At last the orchestra finished, and the curtain drew up, displaying an ancient house belonging to a decayed family. The young Squire, present head of the decayed family (Mr Cibber Wopples), is fighting with his dishonest steward (admirably acted by Mr Dogbery Wopples), whose daughter he wants to marry. The dishonest steward, during Act I, without any apparent reason, is struck with remorse, and making his will in favour of the Squire, departs to America, but afterwards appears in the last act as someone else. Leaving his will on the drawing-room table, as he naturally would, it is seized by an Eton boy (Master Sheridan Wopples), who hides it, for some unexplained reason, in the cruet-stand, being the last piece of family plate remaining to the decayed family. This is seized by a comic bailiff (Mr Theodore Wopples), who takes it to his home; and the decayed family, finding out about the will, start to chase the bailiff and recover the stolen property from him. This brought the play on to Act II, which consisted mainly of situations arising out of the indiscriminate use of doors and windows for entrances and exits. The bailiff’s mother-in-law (Mrs Wopples) appears in this act, and, being in want of a new dress, takes the cruet stand to her ‘uncle’ and pawns it; so Act II ends with a general onslaught of the decayed family on Mrs Wopples.

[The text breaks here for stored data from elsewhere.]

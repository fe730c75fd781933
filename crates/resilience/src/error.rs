// crates/resilience/src/error.rs
//! Error types for resilience operations

use thiserror::Error;

/// Result type for resilience operations
pub type ResilienceResult<T> = Result<T, ResilienceError>;

/// Errors that can occur in resilience operations
#[derive(Debug, Clone, PartialEq, Eq, Error)]
pub enum ResilienceError {
    /// A single attempt exceeded its deadline
    #[error("Operation timed out after {0:?}")]
    Timeout(std::time::Duration),

    /// The caller's cancellation token was tripped
    #[error("Operation was cancelled")]
    Cancelled,
}

impl ResilienceError {
    /// Returns true if the error was caused by cancellation
    pub fn is_cancelled(&self) -> bool {
        matches!(self, ResilienceError::Cancelled)
    }
}

#[cfg(test)]
mod tests {
    use super::*;

    #[test]
    fn test_timeout_error() {
        let err = ResilienceError::Timeout(std::time::Duration::from_secs(5));
        assert!(err.to_string().contains("timed out"));
        assert!(err.to_string().contains("5s"));
        assert!(!err.is_cancelled());
    }

    #[test]
    fn test_cancelled_error() {
        let err = ResilienceError::Cancelled;
        assert!(err.to_string().contains("cancelled"));
        assert!(err.is_cancelled());
    }
}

Then the orchestra played the ‘Wopples’ Waltz’, dedicated to Mr Theodore Wopples by Mr Handel Wopples, and during the performance of this Mr Villiers walked into the theatre. He was a little pale, as was only natural after such an adventure as he had been engaged in, but otherwise seemed all right. He walked up to the first row of the stalls, and took his seat beside a young man of about twenty-five, who was evidently much amused at the performance.

‘Hullo, Villiers!’ said this young gentleman, turning round to the new arrival, ‘what d’ye think of the play?’

‘Only just got in,’ returned Mr Villiers, sulkily, looking at his programme. ‘Any good?’ in a more amiable tone.

‘Well, not bad,’ returned the other, pulling up his collar; ‘I’ve seen it in Melbourne, you know — the original, I mean; this is a very second-hand affair.’

Mr Villiers nodded, and became absorbed in his programme; so, seeing he was disinclined for more conversation, the young gentleman turned his attention to the ‘Wopples Waltz’, which was now being played fast and furiously by the indefatigable orchestra of two.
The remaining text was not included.